Les langages évoluent lentement parce qu'ils ne sont pas vraiment des technologies. Les langages sont une notation. Un programme est une description formelle du problème que vous voulez qu'un ordinateur résolve pour vous. Ainsi, le taux d'évolution des langages de programmation est plus proche du taux d'évolution de la notation mathématique que, disons, des transports ou des communications. La notation mathématique évolue, mais pas avec les sauts géants que vous voyez dans la technologie.

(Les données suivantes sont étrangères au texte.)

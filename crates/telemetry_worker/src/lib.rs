pub mod domain;
pub mod telemetry_worker;

pub use domain::*;
pub use telemetry_worker::*;
//! Runs long-lived service processes side by side and shuts them down together.
//!
//! - processes share one `CancellationToken`
//! - SIGINT/SIGTERM or the first failing process cancels the rest
//! - closers run afterwards, bounded by a timeout
//!
//! # Example
//!
//! ```no_run
//! use forgewatch_runner::Runner;
//! use std::time::Duration;
//!
//! #[tokio::main]
//! async fn main() {
//!     let code = Runner::new()
//!         .with_app_process(|ctx| async move {
//!             ctx.cancelled().await;
//!             Ok(())
//!         })
//!         .with_closer(|| async move {
//!             tracing::info!("Cleaning up resources");
//!             Ok(())
//!         })
//!         .with_closer_timeout(Duration::from_secs(5))
//!         .run()
//!         .await;
//!
//!     std::process::exit(code);
//! }
//! ```

use std::future::Future;
use std::pin::Pin;
use std::time::Duration;
use tokio::task::JoinSet;
use tokio_util::sync::CancellationToken;

/// Boxed future returned by app processes and closers.
pub type ProcessFuture = Pin<Box<dyn Future<Output = Result<(), anyhow::Error>> + Send>>;

/// Type alias for an app process function.
/// Takes a cancellation token and returns a future that resolves to Result<(), anyhow::Error>
pub type AppProcess = Box<dyn FnOnce(CancellationToken) -> ProcessFuture + Send>;

/// Type alias for a closer function.
pub type Closer = Box<dyn FnOnce() -> ProcessFuture + Send>;

struct NamedProcess {
    name: String,
    process: AppProcess,
}

pub struct Runner {
    app_processes: Vec<NamedProcess>,
    closers: Vec<Closer>,
    closer_timeout: Duration,
    cancellation_token: CancellationToken,
}

impl Default for Runner {
    fn default() -> Self {
        Self::new()
    }
}

impl Runner {
    /// Creates a runner with a 10 second closer timeout.
    pub fn new() -> Self {
        Self {
            app_processes: Vec::new(),
            closers: Vec::new(),
            closer_timeout: Duration::from_secs(10),
            cancellation_token: CancellationToken::new(),
        }
    }

    /// Adds an anonymous app process.
    pub fn with_app_process<F, Fut>(self, process: F) -> Self
    where
        F: FnOnce(CancellationToken) -> Fut + Send + 'static,
        Fut: Future<Output = Result<(), anyhow::Error>> + Send + 'static,
    {
        let index = self.app_processes.len();
        self.with_named_process(format!("process_{}", index), move |token| {
            Box::pin(process(token)) as ProcessFuture
        })
    }

    /// Adds an app process whose name appears in lifecycle logs.
    ///
    /// If any process returns an error, all processes are cancelled and
    /// closers are executed.
    pub fn with_named_process<F>(mut self, name: impl Into<String>, process: F) -> Self
    where
        F: FnOnce(CancellationToken) -> ProcessFuture + Send + 'static,
    {
        self.app_processes.push(NamedProcess {
            name: name.into(),
            process: Box::new(process),
        });
        self
    }

    /// Adds a closer. Closers run concurrently after every process has
    /// stopped; a failing closer does not prevent the others.
    pub fn with_closer<F, Fut>(mut self, closer: F) -> Self
    where
        F: FnOnce() -> Fut + Send + 'static,
        Fut: Future<Output = Result<(), anyhow::Error>> + Send + 'static,
    {
        self.closers.push(Box::new(|| Box::pin(closer())));
        self
    }

    pub fn with_closer_timeout(mut self, timeout: Duration) -> Self {
        self.closer_timeout = timeout;
        self
    }

    /// Use an externally owned token, e.g. to stop the runner from a test.
    pub fn with_cancellation_token(mut self, token: CancellationToken) -> Self {
        self.cancellation_token = token;
        self
    }

    /// Runs all processes until cancellation or the first failure, then
    /// the closers. Returns the process exit code: 0 on a clean shutdown,
    /// 1 when a process failed or panicked.
    pub async fn run(self) -> i32 {
        let token = self.cancellation_token;
        let mut join_set = JoinSet::new();

        for NamedProcess { name, process } in self.app_processes {
            let process_token = token.clone();
            tracing::info!(process = %name, "Starting app process");
            join_set.spawn(async move { (name, process(process_token).await) });
        }

        Self::spawn_signal_handlers(token.clone());

        let mut failed = false;
        while let Some(result) = join_set.join_next().await {
            match result {
                Ok((name, Ok(()))) => {
                    tracing::debug!(process = %name, "App process completed successfully");
                }
                Ok((name, Err(err))) => {
                    tracing::error!(process = %name, "App process error: {:#}", err);
                    failed = true;
                    token.cancel();
                }
                Err(err) => {
                    tracing::error!("App process panicked: {}", err);
                    failed = true;
                    token.cancel();
                }
            }

            if token.is_cancelled() {
                break;
            }
        }

        // Give remaining processes the chance to observe cancellation
        while let Some(result) = join_set.join_next().await {
            match result {
                Ok((name, Err(err))) => {
                    tracing::warn!(process = %name, "App process error during shutdown: {:#}", err);
                }
                Ok((name, Ok(()))) => {
                    tracing::debug!(process = %name, "App process stopped");
                }
                Err(err) => {
                    tracing::error!("App process panicked during shutdown: {}", err);
                }
            }
        }

        if !self.closers.is_empty() {
            tracing::info!("Running closers with timeout of {:?}", self.closer_timeout);

            match tokio::time::timeout(self.closer_timeout, Self::run_closers(self.closers)).await
            {
                Ok(()) => tracing::info!("All closers completed"),
                Err(_) => tracing::error!("Closers timed out after {:?}", self.closer_timeout),
            }
        }

        if failed {
            tracing::error!("Application exiting with error");
            1
        } else {
            tracing::info!("Application exiting normally");
            0
        }
    }

    fn spawn_signal_handlers(token: CancellationToken) {
        let ctrl_c_token = token.clone();
        tokio::spawn(async move {
            tokio::select! {
                result = tokio::signal::ctrl_c() => match result {
                    Ok(()) => {
                        tracing::info!("Received shutdown signal");
                        ctrl_c_token.cancel();
                    }
                    Err(err) => tracing::error!("Error setting up signal handler: {}", err),
                },
                _ = ctrl_c_token.cancelled() => {}
            }
        });

        #[cfg(unix)]
        tokio::spawn(async move {
            use tokio::signal::unix::{signal, SignalKind};
            let mut sigterm = match signal(SignalKind::terminate()) {
                Ok(sigterm) => sigterm,
                Err(err) => {
                    tracing::error!("Error setting up SIGTERM handler: {}", err);
                    return;
                }
            };
            tokio::select! {
                _ = sigterm.recv() => {
                    tracing::info!("Received SIGTERM signal");
                    token.cancel();
                }
                _ = token.cancelled() => {}
            }
        });
    }

    async fn run_closers(closers: Vec<Closer>) {
        let mut closer_set = JoinSet::new();

        for closer in closers {
            closer_set.spawn(async move { closer().await });
        }

        while let Some(result) = closer_set.join_next().await {
            match result {
                Ok(Ok(())) => tracing::debug!("Closer completed successfully"),
                Ok(Err(err)) => tracing::error!("Closer error: {:#}", err),
                Err(err) => tracing::error!("Closer panicked: {}", err),
            }
        }
    }
}
use crate::domain::{
    DeviceCredential, DeviceRegistry, DeviceState, DeviceStatus, DomainError, DomainResult,
};
use async_trait::async_trait;
use chrono::Utc;
use std::collections::HashMap;
use tokio::sync::RwLock;
use tracing::debug;

struct DeviceRecord {
    shared_secret: String,
    status: DeviceStatus,
}

/// Device registry held in process memory, seeded at startup.
pub struct InMemoryDeviceRegistry {
    devices: RwLock<HashMap<String, DeviceRecord>>,
}

impl InMemoryDeviceRegistry {
    pub fn new(credentials: Vec<DeviceCredential>) -> Self {
        let devices = credentials
            .into_iter()
            .map(|credential| {
                let status = DeviceStatus {
                    device_id: credential.device_id.clone(),
                    state: DeviceState::Offline,
                    last_seen: None,
                };
                (
                    credential.device_id,
                    DeviceRecord {
                        shared_secret: credential.shared_secret,
                        status,
                    },
                )
            })
            .collect();

        Self {
            devices: RwLock::new(devices),
        }
    }

    /// Parse `device_id:secret` pairs separated by commas.
    pub fn parse_credentials(spec: &str) -> DomainResult<Vec<DeviceCredential>> {
        spec.split(',')
            .map(str::trim)
            .filter(|pair| !pair.is_empty())
            .map(|pair| match pair.split_once(':') {
                Some((device_id, secret)) if !device_id.is_empty() && !secret.is_empty() => {
                    Ok(DeviceCredential {
                        device_id: device_id.trim().to_string(),
                        shared_secret: secret.trim().to_string(),
                    })
                }
                _ => Err(DomainError::RepositoryError(anyhow::anyhow!(
                    "invalid device credential entry: {}",
                    pair.split(':').next().unwrap_or_default()
                ))),
            })
            .collect()
    }
}

#[async_trait]
impl DeviceRegistry for InMemoryDeviceRegistry {
    async fn resolve_secret(&self, device_id: &str) -> DomainResult<Option<String>> {
        let devices = self.devices.read().await;
        Ok(devices
            .get(device_id)
            .map(|record| record.shared_secret.clone()))
    }

    async fn mark_seen(&self, device_id: &str) -> DomainResult<()> {
        let mut devices = self.devices.write().await;
        if let Some(record) = devices.get_mut(device_id) {
            record.status.last_seen = Some(Utc::now());
            record.status.state = DeviceState::Online;
            debug!(device_id = %device_id, "device marked as seen");
        }
        Ok(())
    }

    async fn list_devices(&self) -> DomainResult<Vec<DeviceStatus>> {
        let devices = self.devices.read().await;
        let mut statuses: Vec<DeviceStatus> =
            devices.values().map(|record| record.status.clone()).collect();
        statuses.sort_by(|a, b| a.device_id.cmp(&b.device_id));
        Ok(statuses)
    }
}

#[cfg(test)]
mod tests {
    use super::*;

    fn registry() -> InMemoryDeviceRegistry {
        InMemoryDeviceRegistry::new(vec![
            DeviceCredential {
                device_id: "dev-001".to_string(),
                shared_secret: "secret-001".to_string(),
            },
            DeviceCredential {
                device_id: "dev-002".to_string(),
                shared_secret: "secret-002".to_string(),
            },
        ])
    }

    #[tokio::test]
    async fn test_resolve_known_and_unknown() {
        let registry = registry();

        assert_eq!(
            registry.resolve_secret("dev-001").await.unwrap(),
            Some("secret-001".to_string())
        );
        assert_eq!(registry.resolve_secret("dev-999").await.unwrap(), None);
    }

    #[tokio::test]
    async fn test_mark_seen_updates_status() {
        let registry = registry();

        registry.mark_seen("dev-002").await.unwrap();
        registry.mark_seen("dev-999").await.unwrap();

        let devices = registry.list_devices().await.unwrap();
        assert_eq!(devices.len(), 2);
        assert_eq!(devices[0].state, DeviceState::Offline);
        assert!(devices[0].last_seen.is_none());
        assert_eq!(devices[1].device_id, "dev-002");
        assert_eq!(devices[1].state, DeviceState::Online);
        assert!(devices[1].last_seen.is_some());
    }

    #[test]
    fn test_parse_credentials() {
        let credentials =
            InMemoryDeviceRegistry::parse_credentials(" dev-001:abc , dev-002:def,").unwrap();

        assert_eq!(credentials.len(), 2);
        assert_eq!(credentials[0].device_id, "dev-001");
        assert_eq!(credentials[1].shared_secret, "def");
    }

    #[test]
    fn test_parse_credentials_rejects_missing_secret() {
        let result = InMemoryDeviceRegistry::parse_credentials("dev-001:abc,dev-002");
        assert!(matches!(result, Err(DomainError::RepositoryError(_))));
    }
}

Quoi que les ordinateurs soient faits dans cent ans, il semble sûr de prédire qu'ils seront beaucoup plus rapides qu'ils ne le sont maintenant. Si la loi de Moore continue de s'appliquer, ils seront 74 quintillions (73,786,976,294,838,206,464) de fois plus rapides. C'est un peu difficile à imaginer. Et en effet, la prédiction la plus probable dans le domaine de la vitesse pourrait être que la loi de Moore cessera de fonctionner. Tout ce qui est censé doubler tous les dix-huit mois semble susceptible de rencontrer un certain type de limite fondamentale à un moment donné. Mais je n'ai aucun mal à croire que les ordinateurs seront beaucoup plus rapides. Même s'ils finissent par n'être qu'un misérable million de fois plus rapides, cela devrait changer les règles du jeu pour les langages de programmation de manière substantielle. Entre autres choses, il y aura plus de place pour ce qui serait maintenant considéré comme des langages lents, c'est-à-dire des langages qui ne produisent pas de code très efficace.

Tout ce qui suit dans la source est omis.